このガイドは、Pythonとdbtに関する基本的な実務知識があることを前提としています。

学習する内容

必要なもの

始める前に以下のものが必要です。

  1. Snowflake
  2. Snowflakeアカウント
  3. **適切な権限で作成されたSnowflakeユーザー。**このユーザーには、DEMO_DB データベースにオブジェクトを作成する権限が必要です。
  4. GitHub
  5. **GitHubアカウント。**まだGitHubアカウントを持っていない場合は、無料で作成できます。アカウントの作成を開始するには、Join GitHubページにアクセスしてください。
  6. **GitHubレポジトリ。**まだレポジトリを作成していない場合、または新しく作成したい場合は、新しいレポジトリを作成します。タイプは「Public」を選択します(どちらも使用できます)。また、現時点では、README、.gitignore、ライセンスの追加をスキップできます。
  7. 統合開発環境(IDE)
  8. **お気に入りのIDEとGitの統合。**お気に入りのIDEとGitをまだ統合していない場合は、Visual Studio Codeをお勧めします。これは無料で利用できるオープンソースの優れたIDEです。
  9. **コンピュータに複製されたプロジェクトレポジトリ。**Gitレポジトリの接続の詳細については、レポジトリを開き、ページ上部付近にあるHTTPSリンクをコピーします。レポジトリに1つ以上のファイルがある場合は、ページ上部付近にあるの緑色のCodeアイコンをクリックし、HTTPSリンクをコピーします。そのリンクをVS Codeまたはお好みのIDEで使用して、コンピュータにレポジトリを複製します。
  10. Docker
  11. ノートパソコン上のDocker Desktop。 Airflowをコンテナとして実行します。Dockerの設定手順に従って、ご希望のOSにDocker Desktopをインストールしてください。

構築するもの

まず、以下のコマンドを実行してフォルダを作成しましょう。

mkdir dbt_airflow && cd "$_"

次に、Airflowのdocker-composeファイルを取得します。これを行うため、ローカルのノートパソコンへのこのファイルのcurlを実行しましょう。

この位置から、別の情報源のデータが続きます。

//! Cart and checkout screen.
//!
//! The cart endpoint only returns `(productId, quantity)` pairs, so after the
//! cart loads every product is fetched in parallel to price the lines. A
//! product that fails to load is priced at zero and flagged in the view.

use futures::future::join_all;
use shopfront_core::{
    Cart, CartTotal, CurrencyCode, NewOrder, Order, Price, ProductId, ProductLookup, UserId,
};
use thiserror::Error;
use tracing::{info, instrument, warn};

use crate::access::AccessDenied;
use crate::api::{ApiClient, ApiError};
use crate::screen::LoadState;
use crate::session::Session;

/// Shown after an order was accepted.
pub const ORDER_PLACED: &str = "Order placed successfully!";

/// Errors from placing an order.
#[derive(Debug, Error)]
pub enum CheckoutError {
    /// The address is blank. No request was sent.
    #[error("Please enter a delivery address.")]
    AddressRequired,

    /// Nothing to order. No request was sent.
    #[error("Your cart is empty")]
    EmptyCart,

    /// The backend did not accept the order.
    #[error("{message}")]
    Order {
        message: String,
        #[source]
        source: ApiError,
    },
}

/// Result of a successful checkout.
#[derive(Debug, Clone, PartialEq, Eq)]
pub struct CheckoutReceipt {
    /// The created order, when the backend echoed it.
    pub order: Option<Order>,
    /// Amount that was submitted.
    pub amount: Price,
    /// Items whose removal from the cart failed after the order was placed.
    pub uncleared: Vec<ProductId>,
}

/// One cart line, ready to display.
#[derive(Debug, Clone, PartialEq, Eq)]
pub struct CartLineView {
    pub product_id: ProductId,
    /// Product title, or `Product ID: <id>` when the product did not load.
    pub title: String,
    pub quantity: u32,
    pub unit_price: String,
    pub subtotal: String,
    pub priced: bool,
}

/// Cart display data.
#[derive(Debug, Clone, PartialEq, Eq)]
pub struct CartView {
    pub lines: Vec<CartLineView>,
    pub total: String,
    pub item_count: u32,
    /// Set when some lines could not be priced, so the total is understated.
    pub warning: Option<String>,
}

impl CartView {
    #[must_use]
    pub const fn is_empty(&self) -> bool {
        self.lines.is_empty()
    }
}

/// The signed-in user's cart.
#[derive(Debug)]
pub struct CartScreen {
    client: ApiClient,
    user_id: UserId,
    state: LoadState<Cart>,
    lookup: ProductLookup,
    banner: Option<String>,
    order_placed: bool,
    /// Delivery address typed by the user.
    pub address: String,
}

impl CartScreen {
    /// A cart screen for the session's user.
    ///
    /// # Errors
    ///
    /// Returns `AccessDenied` for anonymous sessions.
    pub fn new(client: &ApiClient, session: &Session) -> Result<Self, AccessDenied> {
        let user = session.user().ok_or(AccessDenied)?;
        Ok(Self {
            client: session.client(client),
            user_id: user.id.clone(),
            state: LoadState::Loading,
            lookup: ProductLookup::new(),
            banner: None,
            order_placed: false,
            address: String::new(),
        })
    }

    #[must_use]
    pub const fn state(&self) -> &LoadState<Cart> {
        &self.state
    }

    #[must_use]
    pub const fn lookup(&self) -> &ProductLookup {
        &self.lookup
    }

    /// Inline message from the last action.
    #[must_use]
    pub fn banner(&self) -> Option<&str> {
        self.banner.as_deref()
    }

    /// Whether an order was placed from this screen.
    #[must_use]
    pub const fn order_placed(&self) -> bool {
        self.order_placed
    }

    /// Fetch the cart, then price it.
    ///
    /// A user without a cart gets an empty one.
    #[instrument(skip(self), fields(user_id = %self.user_id))]
    pub async fn load(&mut self) {
        self.state = LoadState::Loading;
        self.banner = None;

        let result = self.client.get_cart(&self.user_id).await.map(|cart| {
            cart.unwrap_or_else(|| Cart {
                user_id: Some(self.user_id.clone()),
                products: Vec::new(),
            })
        });
        self.state = LoadState::from_result(result, "Failed to fetch cart");

        if let Some(cart) = self.state.ready() {
            self.lookup = hydrate(&self.client, cart).await;
        }
    }

    /// Total of the loaded cart; zero while loading.
    #[must_use]
    pub fn total(&self) -> CartTotal {
        self.state
            .ready()
            .map(|cart| cart.total(&self.lookup))
            .unwrap_or_default()
    }

    /// Cart view, once loaded.
    #[must_use]
    pub fn view(&self, currency: CurrencyCode) -> Option<CartView> {
        let cart = self.state.ready()?;
        let lines = cart
            .lines(&self.lookup)
            .map(|line| CartLineView {
                product_id: line.item.product_id.clone(),
                title: line.product.map_or_else(
                    || format!("Product ID: {}", line.item.product_id),
                    |p| p.title.clone(),
                ),
                quantity: line.item.quantity,
                unit_price: line.unit_price.display(currency),
                subtotal: line.subtotal.display(currency),
                priced: line.is_priced(),
            })
            .collect();

        let total = cart.total(&self.lookup);
        let warning = (!total.is_complete()).then(|| {
            format!(
                "Prices unavailable for {} item(s); the total may be understated",
                total.unpriced.len()
            )
        });

        Some(CartView {
            lines,
            total: total.amount.display(currency),
            item_count: cart.unit_count(),
            warning,
        })
    }

    /// Change the quantity of a line.
    ///
    /// # Errors
    ///
    /// Returns the API error; the banner carries its message.
    #[instrument(skip(self), fields(product_id = %product_id))]
    pub async fn update_quantity(
        &mut self,
        product_id: &ProductId,
        quantity: u32,
    ) -> Result<(), ApiError> {
        let result = self
            .client
            .update_cart_item(&self.user_id, product_id, quantity)
            .await;
        match result {
            Ok(()) => {
                self.banner = None;
                if let Some(cart) = self.state.ready_mut() {
                    cart.set_quantity(product_id, quantity);
                }
                Ok(())
            }
            Err(e) => {
                self.banner = Some(e.user_message("Failed to update cart"));
                Err(e)
            }
        }
    }

    /// Remove a line.
    ///
    /// # Errors
    ///
    /// Returns the API error; the banner carries its message.
    #[instrument(skip(self), fields(product_id = %product_id))]
    pub async fn remove_item(&mut self, product_id: &ProductId) -> Result<(), ApiError> {
        match self.client.remove_from_cart(&self.user_id, product_id).await {
            Ok(()) => {
                self.banner = None;
                if let Some(cart) = self.state.ready_mut() {
                    cart.remove(product_id);
                }
                Ok(())
            }
            Err(e) => {
                self.banner = Some(e.user_message("Failed to remove item"));
                Err(e)
            }
        }
    }

    /// Place an order for the whole cart, then empty the cart.
    ///
    /// The address must not be blank; otherwise nothing is sent. Once the
    /// order is accepted each item is removed with its own request. Removal
    /// is not atomic: items whose removal failed stay in the local cart and
    /// are listed in the receipt.
    ///
    /// # Errors
    ///
    /// Returns `CheckoutError::AddressRequired` or `CheckoutError::EmptyCart`
    /// without a request, `CheckoutError::Order` if the backend refuses.
    #[instrument(skip(self), fields(user_id = %self.user_id))]
    pub async fn place_order(&mut self) -> Result<CheckoutReceipt, CheckoutError> {
        let result = self.submit_order().await;
        match &result {
            Ok(receipt) if receipt.uncleared.is_empty() => {
                self.banner = Some(ORDER_PLACED.to_string());
            }
            Ok(receipt) => {
                self.banner = Some(format!(
                    "{ORDER_PLACED} {} item(s) could not be removed from your cart.",
                    receipt.uncleared.len()
                ));
            }
            Err(e) => self.banner = Some(e.to_string()),
        }
        result
    }

    async fn submit_order(&mut self) -> Result<CheckoutReceipt, CheckoutError> {
        let address = self.address.trim();
        if address.is_empty() {
            return Err(CheckoutError::AddressRequired);
        }

        let cart = match self.state.ready() {
            Some(cart) if !cart.is_empty() => cart,
            _ => return Err(CheckoutError::EmptyCart),
        };

        let total = cart.total(&self.lookup);
        if !total.is_complete() {
            warn!(unpriced = ?total.unpriced, "Placing order with unpriced items");
        }
        let order = NewOrder {
            user_id: self.user_id.clone(),
            products: cart.products.clone(),
            amount: total.amount,
            address: address.to_string(),
        };

        let created = self
            .client
            .create_order(&order)
            .await
            .map_err(|source| CheckoutError::Order {
                message: source.user_message("Failed to place order"),
                source,
            })?;
        info!(amount = %order.amount, items = order.products.len(), "Order placed");

        let removals = order
            .products
            .iter()
            .map(|item| self.client.remove_from_cart(&self.user_id, &item.product_id));
        let uncleared: Vec<ProductId> = join_all(removals)
            .await
            .into_iter()
            .zip(&order.products)
            .filter_map(|(result, item)| match result {
                Ok(()) => None,
                Err(e) => {
                    warn!(product_id = %item.product_id, error = %e, "Failed to clear cart item");
                    Some(item.product_id.clone())
                }
            })
            .collect();

        if let Some(cart) = self.state.ready_mut() {
            cart.products.retain(|item| uncleared.contains(&item.product_id));
        }
        self.order_placed = true;
        self.address.clear();

        Ok(CheckoutReceipt {
            order: created,
            amount: order.amount,
            uncleared,
        })
    }
}

/// Fetch every product in the cart concurrently. Failures are skipped.
async fn hydrate(client: &ApiClient, cart: &Cart) -> ProductLookup {
    let fetches = cart
        .products
        .iter()
        .map(|item| async move { (item.product_id.clone(), client.get_product(&item.product_id).await) });

    join_all(fetches)
        .await
        .into_iter()
        .filter_map(|(product_id, result)| match result {
            Ok(product) => Some((product_id, product)),
            Err(e) => {
                warn!(product_id = %product_id, error = %e, "Could not price cart item");
                None
            }
        })
        .collect()
}

#[cfg(test)]
#[allow(clippy::unwrap_used)]
mod tests {
    use secrecy::SecretString;
    use shopfront_core::{CartItem, Product, User};

    use super::*;
    use crate::config::ClientConfig;

    fn session() -> Session {
        Session::authenticated(
            SecretString::from("tok".to_string()),
            User {
                id: UserId::new("u1"),
                username: "alice".to_string(),
                email: String::new(),
                is_admin: false,
                created_at: None,
            },
        )
    }

    fn screen_with(items: &[(&str, u32)], priced: &[(&str, u32)]) -> CartScreen {
        let client = ApiClient::new(&ClientConfig::default()).unwrap();
        let mut screen = CartScreen::new(&client, &session()).unwrap();
        screen.state = LoadState::Ready(Cart {
            user_id: Some(UserId::new("u1")),
            products: items.iter().map(|(id, q)| CartItem::new(*id, *q)).collect(),
        });
        screen.lookup = priced
            .iter()
            .map(|(id, price)| {
                (
                    ProductId::new(*id),
                    Product {
                        id: ProductId::new(*id),
                        title: format!("Item {id}"),
                        desc: String::new(),
                        img: String::new(),
                        price: Price::from(*price),
                        stock: 1,
                        categories: vec![],
                        size: None,
                        color: None,
                        active: true,
                    },
                )
            })
            .collect();
        screen
    }

    #[test]
    fn test_anonymous_cannot_open_cart() {
        let client = ApiClient::new(&ClientConfig::default()).unwrap();
        assert!(CartScreen::new(&client, &Session::anonymous()).is_err());
    }

    #[test]
    fn test_view_prices_lines() {
        let screen = screen_with(&[("A", 2)], &[("A", 50)]);
        let view = screen.view(CurrencyCode::USD).unwrap();
        assert_eq!(view.total, "$100.00");
        assert_eq!(view.lines[0].title, "Item A");
        assert_eq!(view.lines[0].subtotal, "$100.00");
        assert!(view.warning.is_none());
        assert_eq!(screen.total().amount, Price::from(100u32));
    }

    #[test]
    fn test_view_flags_unpriced_lines() {
        let screen = screen_with(&[("A", 2), ("B", 1)], &[("A", 50)]);
        let view = screen.view(CurrencyCode::USD).unwrap();
        assert_eq!(view.total, "$100.00");
        assert_eq!(view.lines[1].title, "Product ID: B");
        assert_eq!(view.lines[1].unit_price, "$0.00");
        assert!(!view.lines[1].priced);
        assert!(view.warning.is_some());
    }

    #[tokio::test]
    async fn test_blank_address_is_rejected_without_request() {
        let mut screen = screen_with(&[("A", 2)], &[("A", 50)]);
        screen.address = "   ".to_string();
        let err = screen.place_order().await.unwrap_err();
        assert!(matches!(err, CheckoutError::AddressRequired));
        assert_eq!(screen.banner(), Some("Please enter a delivery address."));
        assert!(!screen.order_placed());
        assert_eq!(screen.state().ready().unwrap().products.len(), 1);
    }

    #[tokio::test]
    async fn test_empty_cart_is_rejected() {
        let mut screen = screen_with(&[], &[]);
        screen.address = "221B".to_string();
        assert!(matches!(
            screen.place_order().await,
            Err(CheckoutError::EmptyCart)
        ));
    }
}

curl -LfO 'https://airflow.apache.org/docs/apache-airflow/2.3.0/docker-compose.yaml'

ここで、docker-composeファイルを調整し、2つのフォルダをボリュームとして追加します。dagsは、Airflowが取得して分析するためにAirflow DAGが配置されているフォルダです。dbtは、dbtモデルとCSVファイルを設定したフォルダです。

  volumes:
    - ./dags:/opt/airflow/dags
    - ./logs:/opt/airflow/logs
    - ./plugins:/opt/airflow/plugins
    - ./dbt:/dbt # add this in
    - ./dags:/dags # add this in

ここで、追加のdocker-composeパラメータを含む追加ファイルを作成する必要があります。こうすることで、コンテナの起動時にdbtがインストールされます。

.env

_PIP_ADDITIONAL_REQUIREMENTS=dbt==0.19.0

次に、dbtプロジェクトとdagsフォルダを作成する必要があります。

DBTプロジェクトの場合は、dbt init dbtを実行します。後のステップ4で、ここにdbtを設定します。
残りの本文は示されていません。